We can clearly see that store and the associated barrier in the generated code:
1.58% 0.91% ...a4e2c: mov %edi,0x18(%r9) ; %r9 = iterator, 0x18(%r9) = field
0.27% 0.33% ...a4e30: mov %r9,%r11 ; r11 = &iterator
0.26% 0.38% ...a4e33: shr $0x9,%r11 ; r11 = r11 >> 9
0.13% 0.20% ...a4e37: movabs $0x7f2c535aa000,%rbx ; rbx = card table base
0.58% 0.57% ...a4e41: mov %r12b,(%rbx,%r11,1) ; put 0 to (rbx+r11)
There are a few observations here:
-
The card mark sets the entire byte, not just a bit. This avoids synchronization: most hardware can perform the byte store atomically, without touching the data around it. This makes card table beefier than it could theoretically be, but still quite dense: 1 byte of card table per 512 bytes of heap, notice the shift by 9.
-
The barrier happens unconditionally, while we only need to record old→young references. This seems practical: we don’t have excess branches on hot path, and we trade card table that spans the entire heap, not only the old. Given how dense the card table is, we would introduce only a tiny fraction of additional footprint. This also helps to move the ephemeral boundary between young and old generations in collectors that can tune themselves, without having to patch the code.
-
The card table address is encoded in the generated code, which is practical again, because it is a native unmovable structure. That saves memory loads, because we would have to poll the card table address from somewhere otherwise.
-
The card mark "set" is actually encoded as "0". This is again practical, because we ca then reuse the zero registers — especially on architectures that have them explicitly — to get the source operand. It does not matter what value to use for card table initialization, 0 or 1, later in native GC code.

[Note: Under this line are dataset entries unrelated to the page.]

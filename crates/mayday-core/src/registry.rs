//! Registry of alerts originated by other participants
//!
//! Tracks every emergency we have heard from the mesh, keyed by emergency id.
//! Duplicate broadcasts refresh the existing entry; a CLEAR from the
//! originator flips it inactive without deleting it, so `status` can still
//! show the resolution until the grace window passes.

use std::collections::HashMap;
use std::time::Duration;

use serde::{Deserialize, Serialize};

use crate::geo::GeoLocation;
use crate::types::{EmergencyId, NodeId, TimeSource, Timestamp};

// ----------------------------------------------------------------------------
// Incoming Alert
// ----------------------------------------------------------------------------

/// One emergency broadcast received from another participant
#[derive(Debug, Clone, PartialEq, Serialize, Deserialize)]
pub struct IncomingAlert {
    pub emergency_id: EmergencyId,
    pub originator: NodeId,
    pub message: String,
    pub location: Option<GeoLocation>,
    pub battery: Option<u8>,
    /// When we last heard this alert (refreshed by duplicates)
    pub received_at: Timestamp,
    /// False once the originator sent a matching CLEAR
    pub active: bool,
}

// ----------------------------------------------------------------------------
// Alert Registry
// ----------------------------------------------------------------------------

/// Registry of incoming alerts with two-tier staleness eviction
#[derive(Debug)]
pub struct AlertRegistry<T: TimeSource> {
    /// Retention for alerts still marked active
    active_retention: Duration,
    /// Shorter window for alerts their originator already cleared
    cleared_grace: Duration,
    alerts: HashMap<EmergencyId, IncomingAlert>,
    time_source: T,
}

impl<T: TimeSource> AlertRegistry<T> {
    pub fn new(active_retention: Duration, cleared_grace: Duration, time_source: T) -> Self {
        Self {
            active_retention,
            cleared_grace,
            alerts: HashMap::new(),
            time_source,
        }
    }

    /// Create or refresh an alert from a received EMERGENCY packet; returns
    /// true when the alert is new
    pub fn upsert(
        &mut self,
        emergency_id: EmergencyId,
        originator: NodeId,
        message: String,
        location: Option<GeoLocation>,
        battery: Option<u8>,
    ) -> bool {
        let now = self.time_source.now();
        match self.alerts.get_mut(&emergency_id) {
            Some(alert) => {
                // Duplicate broadcast: refresh, never duplicate. A broadcast
                // after a CLEAR does not resurrect the entry either; the
                // originator re-announcing starts a new id.
                alert.message = message;
                alert.location = location;
                alert.battery = battery;
                alert.received_at = now;
                false
            }
            None => {
                self.alerts.insert(
                    emergency_id,
                    IncomingAlert {
                        emergency_id,
                        originator,
                        message,
                        location,
                        battery,
                        received_at: now,
                        active: true,
                    },
                );
                true
            }
        }
    }

    /// Mark an alert inactive on a matching CLEAR; returns false when the id
    /// is not tracked (duplicate CLEARs after eviction land here)
    pub fn mark_cleared(&mut self, emergency_id: EmergencyId) -> bool {
        match self.alerts.get_mut(&emergency_id) {
            Some(alert) => {
                alert.active = false;
                true
            }
            None => false,
        }
    }

    /// All alerts still marked active, most recent first
    pub fn active_alerts(&self) -> Vec<IncomingAlert> {
        let mut alerts: Vec<IncomingAlert> = self
            .alerts
            .values()
            .filter(|a| a.active)
            .cloned()
            .collect();
        alerts.sort_by(|a, b| b.received_at.cmp(&a.received_at));
        alerts
    }

    /// Look up one alert by id
    pub fn get(&self, emergency_id: EmergencyId) -> Option<&IncomingAlert> {
        self.alerts.get(&emergency_id)
    }

    /// Evict alerts past their retention window; returns how many were
    /// dropped
    pub fn purge_stale(&mut self) -> usize {
        let now = self.time_source.now();
        let before = self.alerts.len();
        let active_retention = self.active_retention;
        let cleared_grace = self.cleared_grace;
        self.alerts.retain(|_, alert| {
            let age = now.duration_since(alert.received_at);
            let limit = if alert.active {
                active_retention
            } else {
                cleared_grace
            };
            age <= limit
        });
        before - self.alerts.len()
    }

    pub fn len(&self) -> usize {
        self.alerts.len()
    }

    pub fn is_empty(&self) -> bool {
        self.alerts.is_empty()
    }
}

// ----------------------------------------------------------------------------
// Tests
// ----------------------------------------------------------------------------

This performance picture is further corroborated by hardware counters (normalized to operation, and then divided by 1M):
Benchmark (size) Mode Cnt Score Error Units
# Epsilon
HashWalkBench.walk 1048576 avgt 15 0.019 ± 0.001 us/op
HashWalkBench.walk:L1-dcache-load-misses 1048576 avgt 3 0.389 ± 0.495 #/op
HashWalkBench.walk:L1-dcache-loads 1048576 avgt 3 25.439 ± 2.411 #/op
HashWalkBench.walk:L1-dcache-stores 1048576 avgt 3 20.090 ± 1.184 #/op
HashWalkBench.walk:cycles 1048576 avgt 3 75.230 ± 11.333 #/op
HashWalkBench.walk:instructions 1048576 avgt 3 90.075 ± 10.484 #/op
# Parallel
HashWalkBench.walk 1048576 avgt 15 0.024 ± 0.001 us/op
HashWalkBench.walk:L1-dcache-load-misses 1048576 avgt 3 1.156 ± 0.360 #/op
HashWalkBench.walk:L1-dcache-loads 1048576 avgt 3 25.417 ± 1.711 #/op
HashWalkBench.walk:L1-dcache-stores 1048576 avgt 3 23.265 ± 3.552 #/op
HashWalkBench.walk:cycles 1048576 avgt 3 97.435 ± 69.688 #/op
HashWalkBench.walk:instructions 1048576 avgt 3 102.477 ± 12.689 #/op
So, parallel does the same amount of loads (thanks to encoded card table pointer), and it makes 3 additional stores, that cost around 22 additional cycles and 12 instructions. This addition seems to correspond to three write barriers in this particular workload. Notice that L1 cache misses are ever so slightly greater too: because card mark stores pollute it, reducing the effective cache capacity for the application.
Observations
GCs are usually coming with the set of barriers that affect application performance even when no actual GC work is happening. Even in the case of very basic generational collector like Serial/Parallel, you have at least one reference store barrier that has to record inter-generational barriers. More advanced collectors like G1 have even more sophisticated barriers that track references between the regions. In some cases, that cost is painful to warrant tricks to avoid it, including the no-op GC, like Epsilon.